Nessas oficinas, mesmo as constituídas por conta própria, as condições de trabalho são precárias e a pressão e a demanda por produção são extenuantes, os pagamentos são realizados por peça costurada a valores baixos e os calotes são frequentes. Ainda, a estrutura de subcontratação terceirizada, em que fornecedores demandam para oficinas e oficinas repassam a demanda para migrantes que estruturam sua própria produção, dificulta a responsabilização pelas condições de trabalho. Quando ocorre alguma responsabilização, ela recai, quase sempre, aos próprios migrantes, deixando os fornecedores e as grandes empresas da indústria de vestuários intactos (ibid.).
Não é apenas a forma segundo a qual se organiza a atividade laboral que desperta o estigma, as formas de morar às quais se vincula também são fundantes para as condições de trabalho. A concessão de residência pelas oficinas, por um lado, facilita a acolhida e a chegada desses migrantes devido às dificuldades de acesso à moradia no País, mas, por outro, amplia as formas de exploração desses migrantes (ibid.).
Como ocorreu na Ocupação 21 de Abril, a exploração e o receio que desperta nos órgãos públicos, ao analisarem as condições de trabalho, vinculavam-se, na realidade, com a relação que os migrantes possuíam com o proprietário do imóvel e os “encargados” que mediavam essa relação por meio da ameaça. A exploração e a condição da atividade desenvolvida estavam, também, diretamente vinculadas à forma de morar, aluguéis altos para os espaços concedidos, aumentos repentinos no valor, precariedade das instalações de responsabilidade do proprietário e as ameaças recebidas.
O receio da configuração de trabalho análogo à escravidão vincula-se com essa forma de constituição de habitação histórica e comum na cidade de São Paulo. Essa organização que se constituía na Ocupação 21 de Abril é típica dos cortiços espalhados por São Paulo, ou seja, os altos valores de aluguéis que fazem com que o metro quadrado por pessoa nos cortiços da área central seja mais caro do que o metro quadrado por pessoa em regiões mais valorizadas ( Kohara, 1999 ); os pagamentos, aumentos e cobranças são realizados na base da ameaça; e a relação moradores e proprietário, que é mediada por intermediários, responsáveis pela organização e expulsão das famílias. Organização sem registro de pagamentos e sem qualquer mediação do Poder Judiciário.
As características que chamaram a atenção dos órgãos da Prefeitura e se evidenciaram na ação judicial, que possui o imóvel como objeto, vinculam-se menos com as condições de trabalho, do que com as de moradia.
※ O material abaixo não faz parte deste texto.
//! Minimal HTML entity escaping for text and attribute values.

/// Append `text` to `out`, escaping the characters that are unsafe in
/// element content and double-quoted attribute values.
pub fn escape_html(out: &mut String, text: &str) {
    for ch in text.chars() {
        match ch {
            '&' => out.push_str("&amp;"),
            '<' => out.push_str("&lt;"),
            '>' => out.push_str("&gt;"),
            '"' => out.push_str("&quot;"),
            _ => out.push(ch),
        }
    }
}

/// Decode the entities [`escape_html`] produces, plus the handful of named
/// and numeric entities that show up in pasted editor content.
///
/// Unknown entities are left verbatim, ampersand included, so decoding is
/// loss-free on already-plain text.
pub fn decode_entities(text: &str) -> String {
    let mut out = String::with_capacity(text.len());
    let mut rest = text;
    while let Some(pos) = rest.find('&') {
        out.push_str(&rest[..pos]);
        rest = &rest[pos..];
        match decode_one(rest) {
            Some((ch, len)) => {
                out.push(ch);
                rest = &rest[len..];
            }
            None => {
                out.push('&');
                rest = &rest[1..];
            }
        }
    }
    out.push_str(rest);
    out
}

/// Decode a single entity at the start of `s` (which begins with `&`).
/// Returns the decoded char and the byte length consumed.
fn decode_one(s: &str) -> Option<(char, usize)> {
    let end = s[1..].find(';').map(|i| i + 1)?;
    if end > 10 {
        return None;
    }
    let body = &s[1..end];
    let ch = match body {
        "amp" => '&',
        "lt" => '<',
        "gt" => '>',
        "quot" => '"',
        "apos" => '\'',
        "nbsp" => '\u{a0}',
        _ => {
            let code = if let Some(hex) = body.strip_prefix("#x").or_else(|| body.strip_prefix("#X")) {
                u32::from_str_radix(hex, 16).ok()?
            } else if let Some(dec) = body.strip_prefix('#') {
                dec.parse::<u32>().ok()?
            } else {
                return None;
            };
            char::from_u32(code)?
        }
    };
    Some((ch, end + 1))
}

#[cfg(test)]
mod tests {
    use super::*;

    fn escaped(s: &str) -> String {
        let mut out = String::new();
        escape_html(&mut out, s);
        out
    }

    #[test]
    fn test_escape_basic() {
        assert_eq!(escaped("a < b & c > \"d\""), "a &lt; b &amp; c &gt; &quot;d&quot;");
        assert_eq!(escaped("plain"), "plain");
    }

    #[test]
    fn test_decode_round_trip() {
        let original = "x < y & \"z\"";
        assert_eq!(decode_entities(&escaped(original)), original);
    }

    #[test]
    fn test_decode_numeric() {
        assert_eq!(decode_entities("&#65;&#x42;"), "AB");
        assert_eq!(decode_entities("&nbsp;"), "\u{a0}");
    }

    #[test]
    fn test_decode_unknown_left_verbatim() {
        assert_eq!(decode_entities("AT&T; &bogus; & plain"), "AT&T; &bogus; & plain");
    }
}
impl Surface {
    pub fn new() -> Self {
        let root = NodeEntry {
            data: NodeData::Element(ElementData {
                tag: SmolStr::new_static("div"),
                attrs: Vec::new(),
                styles: Vec::new(),
            }),
            parent: None,
            children: Vec::new(),
        };
        Self {
            nodes: vec![root],
            root: NodeId(0),
        }
    }

    /// The editable root. Never serialized itself; `to_html` emits its children.
    pub fn root(&self) -> NodeId {
        self.root
    }

    fn entry(&self, id: NodeId) -> &NodeEntry {
        &self.nodes[id.0 as usize]
    }

    fn entry_mut(&mut self, id: NodeId) -> &mut NodeEntry {
        &mut self.nodes[id.0 as usize]
    }

    fn push_node(&mut self, data: NodeData) -> NodeId {
        let id = NodeId(self.nodes.len() as u32);
        self.nodes.push(NodeEntry {
            data,
            parent: None,
            children: Vec::new(),
        });
        id
    }

    // === Construction ===

    pub fn create_element(&mut self, tag: &str) -> NodeId {
        self.push_node(NodeData::Element(ElementData {
            tag: SmolStr::new(tag),
            attrs: Vec::new(),
            styles: Vec::new(),
        }))
    }

    pub fn create_text(&mut self, text: &str) -> NodeId {
        self.push_node(NodeData::Text(text.to_string()))
    }

    // === Structure ===

    pub fn parent(&self, id: NodeId) -> Option<NodeId> {
        self.entry(id).parent
    }

    pub fn children(&self, id: NodeId) -> &[NodeId] {
        &self.entry(id).children
    }

    pub fn index_in_parent(&self, id: NodeId) -> Option<usize> {
        let parent = self.parent(id)?;
        self.children(parent).iter().position(|&c| c == id)
    }

    pub fn append_child(&mut self, parent: NodeId, child: NodeId) {
        self.detach(child);
        self.entry_mut(child).parent = Some(parent);
        self.entry_mut(parent).children.push(child);
    }

    pub fn insert_child_at(&mut self, parent: NodeId, index: usize, child: NodeId) {
        self.detach(child);
        self.entry_mut(child).parent = Some(parent);
        let children = &mut self.entry_mut(parent).children;
        let index = index.min(children.len());
        children.insert(index, child);
    }

    pub fn insert_before(&mut self, reference: NodeId, new: NodeId) {
        if let (Some(parent), Some(index)) =
            (self.parent(reference), self.index_in_parent(reference))
        {
            self.insert_child_at(parent, index, new);
        }
    }

    pub fn insert_after(&mut self, reference: NodeId, new: NodeId) {
        if let (Some(parent), Some(index)) =
            (self.parent(reference), self.index_in_parent(reference))
        {
            self.insert_child_at(parent, index + 1, new);
        }
    }

    /// Detach a node from its parent. The node and its subtree stay in the
    /// arena (ids remain valid) but no longer serialize.
    pub fn detach(&mut self, id: NodeId) {
        if let Some(parent) = self.entry(id).parent {
            self.entry_mut(parent).children.retain(|&c| c != id);
            self.entry_mut(id).parent = None;
        }
    }

    pub fn prev_sibling(&self, id: NodeId) -> Option<NodeId> {
        let index = self.index_in_parent(id)?;
        if index == 0 {
            return None;
        }
        Some(self.children(self.parent(id)?)[index - 1])
    }

    pub fn next_sibling(&self, id: NodeId) -> Option<NodeId> {
        let parent = self.parent(id)?;
        let index = self.index_in_parent(id)?;
        self.children(parent).get(index + 1).copied()
    }

    /// Walk from `id` to the root, `id` included.
    pub fn ancestors(&self, id: NodeId) -> Vec<NodeId> {
        let mut chain = vec![id];
        let mut current = id;
        while let Some(parent) = self.parent(current) {
            chain.push(parent);
            current = parent;
        }
        chain
    }

    /// True if `node` is inside the subtree of `ancestor` (or is it).
    pub fn contains(&self, ancestor: NodeId, node: NodeId) -> bool {
        self.ancestors(node).contains(&ancestor)
    }

    /// Preorder walk of the subtree under `id`, excluding `id` itself.
    pub fn descendants(&self, id: NodeId) -> Vec<NodeId> {
        let mut out = Vec::new();
        let mut stack: Vec<NodeId> = self.children(id).iter().rev().copied().collect();
        while let Some(node) = stack.pop() {
            out.push(node);
            stack.extend(self.children(node).iter().rev());
        }
        out
    }

    /// Child indices from the root down to `id` (empty for the root).
    /// Detached nodes yield their path from their detached subtree top.
    pub fn path(&self, id: NodeId) -> Vec<usize> {
        let mut path = Vec::new();
        let mut current = id;
        while let Some(index) = self.index_in_parent(current) {
            path.push(index);
            current = self.parent(current).expect("indexed node has parent");
        }
        path.reverse();
        path
    }

    // === Node data ===

    pub fn is_element(&self, id: NodeId) -> bool {
        matches!(self.entry(id).data, NodeData::Element(_))
    }

    pub fn is_text(&self, id: NodeId) -> bool {
        matches!(self.entry(id).data, NodeData::Text(_))
    }

    pub fn tag(&self, id: NodeId) -> Option<&str> {
        match &self.entry(id).data {
            NodeData::Element(el) => Some(&el.tag),
            NodeData::Text(_) => None,
        }
    }

    pub fn text(&self, id: NodeId) -> Option<&str> {
        match &self.entry(id).data {
            NodeData::Text(t) => Some(t),
            NodeData::Element(_) => None,
        }
    }

    pub fn set_text(&mut self, id: NodeId, text: &str) {
        if let NodeData::Text(t) = &mut self.entry_mut(id).data {
            *t = text.to_string();
        }
    }

    fn element(&self, id: NodeId) -> Option<&ElementData> {
        match &self.entry(id).data {
            NodeData::Element(el) => Some(el),
            NodeData::Text(_) => None,
        }
    }

    fn element_mut(&mut self, id: NodeId) -> Option<&mut ElementData> {
        match &mut self.entry_mut(id).data {
            NodeData::Element(el) => Some(el),
            NodeData::Text(_) => None,
        }
    }

    // === Attributes, classes, styles ===

    pub fn attr(&self, id: NodeId, name: &str) -> Option<&str> {
        self.element(id)?
            .attrs
            .iter()
            .find(|(n, _)| n == name)
            .map(|(_, v)| v.as_str())
    }

    pub fn set_attr(&mut self, id: NodeId, name: &str, value: &str) {
        if let Some(el) = self.element_mut(id) {
            match el.attrs.iter_mut().find(|(n, _)| n == name) {
                Some((_, v)) => *v = value.to_string(),
                None => el.attrs.push((SmolStr::new(name), value.to_string())),
            }
        }
    }

    pub fn remove_attr(&mut self, id: NodeId, name: &str) {
        if let Some(el) = self.element_mut(id) {
            el.attrs.retain(|(n, _)| n != name);
        }
    }

    pub fn has_class(&self, id: NodeId, class: &str) -> bool {
        self.attr(id, "class")
            .is_some_and(|v| v.split_whitespace().any(|c| c == class))
    }

    pub fn add_class(&mut self, id: NodeId, class: &str) {
        if self.has_class(id, class) {
            return;
        }
        let value = match self.attr(id, "class") {
            Some(existing) if !existing.is_empty() => format!("{existing} {class}"),
            _ => class.to_string(),
        };
        self.set_attr(id, "class", &value);
    }

    pub fn remove_class(&mut self, id: NodeId, class: &str) {
        if let Some(existing) = self.attr(id, "class") {
            let value = existing
                .split_whitespace()
                .filter(|c| *c != class)
                .collect::<Vec<_>>()
                .join(" ");
            self.set_attr(id, "class", &value);
        }
    }

    pub fn style(&self, id: NodeId, prop: &str) -> Option<&str> {
        self.element(id)?
            .styles
            .iter()
            .find(|(p, _)| p == prop)
            .map(|(_, v)| v.as_str())
    }

    pub fn set_style(&mut self, id: NodeId, prop: &str, value: &str) {
        if let Some(el) = self.element_mut(id) {
            match el.styles.iter_mut().find(|(p, _)| p == prop) {
                Some((_, v)) => *v = value.to_string(),
                None => el.styles.push((SmolStr::new(prop), value.to_string())),
            }
        }
    }

    pub fn remove_style(&mut self, id: NodeId, prop: &str) {
        if let Some(el) = self.element_mut(id) {
            el.styles.retain(|(p, _)| p != prop);
        }
    }

    // === Queries ===

    /// All attached elements bearing `class`, in document order.
    pub fn find_by_class(&self, class: &str) -> Vec<NodeId> {
        self.descendants(self.root)
            .into_iter()
            .filter(|&id| self.has_class(id, class))
            .collect()
    }

    /// All attached elements with the given tag, in document order.
    pub fn find_by_tag(&self, tag: &str) -> Vec<NodeId> {
        self.descendants(self.root)
            .into_iter()
            .filter(|&id| self.tag(id) == Some(tag))
            .collect()
    }

    /// Concatenated text of the subtree under `id`.
    pub fn text_content(&self, id: NodeId) -> String {
        let mut out = String::new();
        if let Some(t) = self.text(id) {
            out.push_str(t);
        }
        for child in self.descendants(id) {
            if let Some(t) = self.text(child) {
                out.push_str(t);
            }
        }
        out
    }

    /// True when the surface holds no content (no children, or only
    /// whitespace text).
    pub fn is_empty_content(&self) -> bool {
        self.children(self.root).iter().all(|&c| {
            self.text(c)
                .map(|t| t.trim().is_empty())
                .unwrap_or(false)
        })
    }

    /// Split a text node at a char offset; returns the trailing node, which
    /// is inserted right after `id`. Splitting at the ends still creates the
    /// (possibly empty) trailing node.
    pub fn split_text(&mut self, id: NodeId, char_offset: usize) -> NodeId {
        let (head, tail) = match self.text(id) {
            Some(t) => {
                let byte = t
                    .char_indices()
                    .nth(char_offset)
                    .map(|(b, _)| b)
                    .unwrap_or(t.len());
                (t[..byte].to_string(), t[byte..].to_string())
            }
            None => (String::new(), String::new()),
        };
        self.set_text(id, &head);
        let tail_node = self.create_text(&tail);
        self.insert_after(id, tail_node);
        tail_node
    }

    // === HTML round-trip ===

    /// Serialize the root's children.
    pub fn to_html(&self) -> String {
        let mut out = String::new();
        for &child in self.children(self.root) {
            self.write_node(&mut out, child);
        }
        out
    }

    fn write_node(&self, out: &mut String, id: NodeId) {
        match &self.entry(id).data {
            NodeData::Text(t) => escape_html(out, t),
            NodeData::Element(el) => {
                out.push('<');
                out.push_str(&el.tag);
                for (name, value) in &el.attrs {
                    out.push(' ');
                    out.push_str(name);
                    out.push_str("=\"");
                    escape_html(out, value);
                    out.push('"');
                }
                if !el.styles.is_empty() {
                    out.push_str(" style=\"");
                    let style = el
                        .styles
                        .iter()
                        .map(|(p, v)| format!("{p}: {v}"))
                        .collect::<Vec<_>>()
                        .join("; ");
                    escape_html(out, &style);
                    out.push('"');
                }
                out.push('>');
                if lexer::is_void(&el.tag) {
                    return;
                }
                for &child in &self.entry(id).children {
                    self.write_node(out, child);
                }
                out.push_str("</");
                out.push_str(&el.tag);
                out.push('>');
            }
        }
    }

    /// Replace the surface content by parsing an HTML fragment. Forgiving:
    /// stray closers are ignored, unclosed tags close at the end.
    pub fn set_html(&mut self, html: &str) {
        let children: Vec<NodeId> = self.children(self.root).to_vec();
        for child in children {
            self.detach(child);
        }
        let mut open_stack = vec![self.root];
        for token in lexer::tokenize(html) {
            match token {
                Token::Text(text) => {
                    // Inter-element whitespace from pretty-printed source
                    // carries no content; keeping it would break the mode
                    // round-trip.
                    if text.contains('\n') && text.trim().is_empty() {
                        continue;
                    }
                    let node = self.create_text(&text);
                    let parent = *open_stack.last().expect("root always open");
                    self.append_child(parent, node);
                }
                Token::Comment => {}
                Token::Open {
                    tag,
                    attrs,
                    self_closing,
                } => {
                    let node = self.create_element(&tag);
                    for attr in &attrs {
                        if attr.name == "style" {
                            for decl in attr.value.split(';') {
                                if let Some((prop, value)) = decl.split_once(':') {
                                    let prop = prop.trim().to_ascii_lowercase();
                                    let value = value.trim();
                                    if !prop.is_empty() && !value.is_empty() {
                                        self.set_style(node, &prop, value);
                                    }
                                }
                            }
                        } else {
                            self.set_attr(node, &attr.name, &attr.value);
                        }
                    }
                    let parent = *open_stack.last().expect("root always open");
                    self.append_child(parent, node);
                    if !lexer::is_void(&tag) && !self_closing {
                        open_stack.push(node);
                    }
                }
                Token::Close { tag } => {
                    // Match against open elements (never the root); stray
                    // closers are ignored.
                    if let Some(pos) = open_stack[1..]
                        .iter()
                        .rposition(|&id| self.tag(id) == Some(tag.as_str()))
                    {
                        open_stack.truncate(pos + 1);
                    }
                }
            }
        }
    }
}
//! Table insertion: an N x M grid appended to the end of the content.

use web_time::Instant;

use fundry_editor_html::{Formatter, Sanitizer};

use crate::editor::Editor;
use crate::types::Mode;

impl<C: Sanitizer + Formatter> Editor<C> {
    /// Append a table with a header row and placeholder cells. Cursor
    /// position is not preserved; the table always goes at the end.
    pub fn insert_table(&mut self, rows: usize, cols: usize, now: Instant) {
        if !self.config.active || rows == 0 || cols == 0 {
            return;
        }
        match self.mode {
            Mode::Structured => {
                let table = self.surface.create_element("table");
                for row in 0..rows {
                    let tr = self.surface.create_element("tr");
                    for col in 0..cols {
                        let (tag, label) = cell_placeholder(row, col);
                        let cell = self.surface.create_element(tag);
                        let text = self.surface.create_text(&label);
                        self.surface.append_child(cell, text);
                        self.surface.append_child(tr, cell);
                    }
                    self.surface.append_child(table, tr);
                }
                self.append_to_surface(table);
            }
            Mode::Source => {
                self.source.push(&table_markup(rows, cols));
            }
        }
        self.focus();
        self.handle_input(now);
    }
}

fn cell_placeholder(row: usize, col: usize) -> (&'static str, String) {
    if row == 0 {
        ("th", format!("Header {}", col + 1))
    } else {
        ("td", format!("Cell {}-{}", row, col + 1))
    }
}

fn table_markup(rows: usize, cols: usize) -> String {
    let mut out = String::from("<table>");
    for row in 0..rows {
        out.push_str("<tr>");
        for col in 0..cols {
            let (tag, label) = cell_placeholder(row, col);
            out.push('<');
            out.push_str(tag);
            out.push('>');
            out.push_str(&label);
            out.push_str("</");
            out.push_str(tag);
            out.push('>');
        }
        out.push_str("</tr>");
    }
    out.push_str("</table>");
    out
}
A exploração desse tipo de mão de obra possui diversas camadas; vincula-se com a forma de estruturação da indústria de vestuário na cidade de São Paulo, falta de pagamento aos migrantes que, muitas vezes, ocorre em determinadas oficinas, maneira que se organiza a viagem desses sujeitos mediada por aliciadores de mão de obra, mas que se vincula, também, com a dificuldade de acesso à moradia e as condições de habitabilidade encontradas pelos migrantes na cidade.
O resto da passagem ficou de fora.